И так хотелось бы закончить очерк на этой радостной ноте, не портить ложкой дегтя бочку меда. Но ложка эта была. После аварийной посадки ни пассажирам, ни экипажу не было оказано никакой меди­цинской помощи, если не считать беглого осмотра авиаторов в медпункте. А самочув­ствие всех оставляло желать лучшего — появились головная боль, высокое давление, боли в сердце. Только через двенадцать дней после настойчивой просьбы экипажа их вызва­ли на ЦВЛЭК в Москву. Приняли прекрасно, грех жаловаться. Только вот при выписке в медицинской документации у всех на­писали: «Нервный стресс». Позвольте, а где же разгерметизация, приведшая к потере соз­нания троих из шестерых членов экипажа? И пришлось экипажу с помощью адвоката обращаться в суд. Будущее представлялось совсем не в радужных красках. Ведь пилот работает пока здоров. Случись что-либо со здоровьем, медицина признает «не годным» к летной работе — и что же, пенсия? Но у четверых из них нет пока права на летную пенсию по выслуге лет. Спишут по об­щему заболеванию, и окажется, что все проис­шедшее в воздухе не имело никаких пос­ледствий для их здоровья. Правда, медики до суда дело все же не довели, и в меди­цинских картах было отмечено: «Имела место разгерметизация ВС на высоте 9600 метров. Избыточное давление снизилось за 79 сек. с 0,56 до 0,03 атм., в связи с чем экипаж подвергся быстрой декомпрессии, сочетаю­щейся с кратковременной гипоксией в связи с пребыванием на высотах более 7000 метров. Из них на высоте 9000—9300 метров в те­чение 42 сек.»

Мудреные эти термины означают, что раз­герметизация на самом деле была и было кислородное голодание, которое, по заклю­чению, экспертов, «не может быть причи­ной какого-либо расстройства здоровья чле­нов экипажа». С медиками не поспоришь.

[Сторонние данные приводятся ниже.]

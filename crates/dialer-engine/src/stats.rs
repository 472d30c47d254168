//! Per-campaign counters and the rolling abandon window that feeds the
//! ratio tuner.

use std::collections::HashMap;
use std::sync::atomic::{AtomicU64, Ordering};
use std::sync::Arc;

use chrono::{DateTime, Duration, Utc};
use dashmap::DashMap;
use parking_lot::Mutex;
use serde::{Deserialize, Serialize};

use crate::scheduler::pacing::AbandonWindow;
use crate::types::CampaignId;

pub struct CampaignCounters {
    placed: AtomicU64,
    answered: AtomicU64,
    abandoned: AtomicU64,
    failed: AtomicU64,
    machine: AtomicU64,
    sales: AtomicU64,
    window: Mutex<AbandonWindow>,
}

impl CampaignCounters {
    fn new(window: Duration) -> Self {
        Self {
            placed: AtomicU64::new(0),
            answered: AtomicU64::new(0),
            abandoned: AtomicU64::new(0),
            failed: AtomicU64::new(0),
            machine: AtomicU64::new(0),
            sales: AtomicU64::new(0),
            window: Mutex::new(AbandonWindow::new(window)),
        }
    }
}

/// Point-in-time counters of one campaign
#[derive(Debug, Clone, Default, PartialEq, Serialize, Deserialize)]
pub struct CampaignStats {
    pub calls_placed: u64,
    pub calls_answered: u64,
    pub calls_abandoned: u64,
    pub calls_failed: u64,
    pub machine_detected: u64,
    pub sales: u64,
    /// Answered calls inside the abandon window
    pub window_answered: usize,
    pub window_abandoned: usize,
    /// Percent, `None` with nothing answered in the window
    pub abandon_rate: Option<f64>,
}

/// Engine-wide snapshot
#[derive(Debug, Clone, Default, Serialize, Deserialize)]
pub struct DialerStats {
    pub active_sessions: usize,
    pub ready_agents: usize,
    pub calls_in_flight: usize,
    pub campaigns: HashMap<CampaignId, CampaignStats>,
}

pub struct StatsRegistry {
    window: Duration,
    campaigns: DashMap<CampaignId, Arc<CampaignCounters>>,
}

impl StatsRegistry {
    pub fn new(window: Duration) -> Self {
        Self {
            window,
            campaigns: DashMap::new(),
        }
    }

    fn counters(&self, campaign_id: CampaignId) -> Arc<CampaignCounters> {
        self.campaigns
            .entry(campaign_id)
            .or_insert_with(|| Arc::new(CampaignCounters::new(self.window)))
            .clone()
    }

    pub fn record_placed(&self, campaign_id: CampaignId) {
        self.counters(campaign_id).placed.fetch_add(1, Ordering::Relaxed);
    }

    /// An answered call, and whether it was abandoned for want of an agent
    pub fn record_answer(&self, campaign_id: CampaignId, abandoned: bool, at: DateTime<Utc>) {
        let counters = self.counters(campaign_id);
        counters.answered.fetch_add(1, Ordering::Relaxed);
        if abandoned {
            counters.abandoned.fetch_add(1, Ordering::Relaxed);
        }
        counters.window.lock().record(at, abandoned);
    }

    pub fn record_failed(&self, campaign_id: CampaignId) {
        self.counters(campaign_id).failed.fetch_add(1, Ordering::Relaxed);
    }

    pub fn record_machine(&self, campaign_id: CampaignId) {
        self.counters(campaign_id).machine.fetch_add(1, Ordering::Relaxed);
    }

    pub fn record_sale(&self, campaign_id: CampaignId) {
        self.counters(campaign_id).sales.fetch_add(1, Ordering::Relaxed);
    }

    pub fn abandon_rate(&self, campaign_id: CampaignId, now: DateTime<Utc>) -> Option<f64> {
        let counters = self.campaigns.get(&campaign_id).map(|c| c.value().clone())?;
        let rate = counters.window.lock().rate(now);
        rate
    }

    pub fn campaign(&self, campaign_id: CampaignId, now: DateTime<Utc>) -> CampaignStats {
        match self.campaigns.get(&campaign_id).map(|c| c.value().clone()) {
            Some(counters) => snapshot(&counters, now),
            None => CampaignStats::default(),
        }
    }

    pub fn all(&self, now: DateTime<Utc>) -> HashMap<CampaignId, CampaignStats> {
        let counters: Vec<(CampaignId, Arc<CampaignCounters>)> = self
            .campaigns
            .iter()
            .map(|c| (*c.key(), c.value().clone()))
            .collect();
        counters
            .into_iter()
            .map(|(id, c)| (id, snapshot(&c, now)))
            .collect()
    }
}

fn snapshot(counters: &CampaignCounters, now: DateTime<Utc>) -> CampaignStats {
    let mut window = counters.window.lock();
    let (window_answered, window_abandoned) = window.counts(now);
    CampaignStats {
        calls_placed: counters.placed.load(Ordering::Relaxed),
        calls_answered: counters.answered.load(Ordering::Relaxed),
        calls_abandoned: counters.abandoned.load(Ordering::Relaxed),
        calls_failed: counters.failed.load(Ordering::Relaxed),
        machine_detected: counters.machine.load(Ordering::Relaxed),
        sales: counters.sales.load(Ordering::Relaxed),
        window_answered,
        window_abandoned,
        abandon_rate: window.rate(now),
    }
}

#[cfg(test)]
mod tests {
    use super::*;

    #[test]
    fn test_counters_and_rate() {
        let stats = StatsRegistry::new(Duration::seconds(3600));
        let now = Utc::now();
        assert_eq!(stats.abandon_rate(1, now), None);

        stats.record_placed(1);
        stats.record_placed(1);
        stats.record_answer(1, false, now);
        stats.record_answer(1, true, now);
        stats.record_answer(1, false, now);
        stats.record_answer(1, false, now);

        let snapshot = stats.campaign(1, now);
        assert_eq!(snapshot.calls_placed, 2);
        assert_eq!(snapshot.calls_answered, 4);
        assert_eq!(snapshot.calls_abandoned, 1);
        assert_eq!(snapshot.abandon_rate, Some(25.0));
        assert_eq!(stats.campaign(2, now), CampaignStats::default());
    }
}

Месяц отдыхали и лечились в пансионате «Аэрофлот». Еще через несколько месяцев признаны годными к летной работе. Добрым словом вспоминает Валерий Лымарь центр реабилитации в Шереметьеве, где он про­должил лечение и стал чувствовать себя «почти как прежде». Сегодня все летают в разных экипажах и редко вспоминают о том, что истинным виновником этого проис­шествия была все же их родная авиаком­пания с ее старой техникой, работаю­щими на пределе двигателями. Все они летают, потому что любят свою работу и не про­меняют ее ни на какую другую.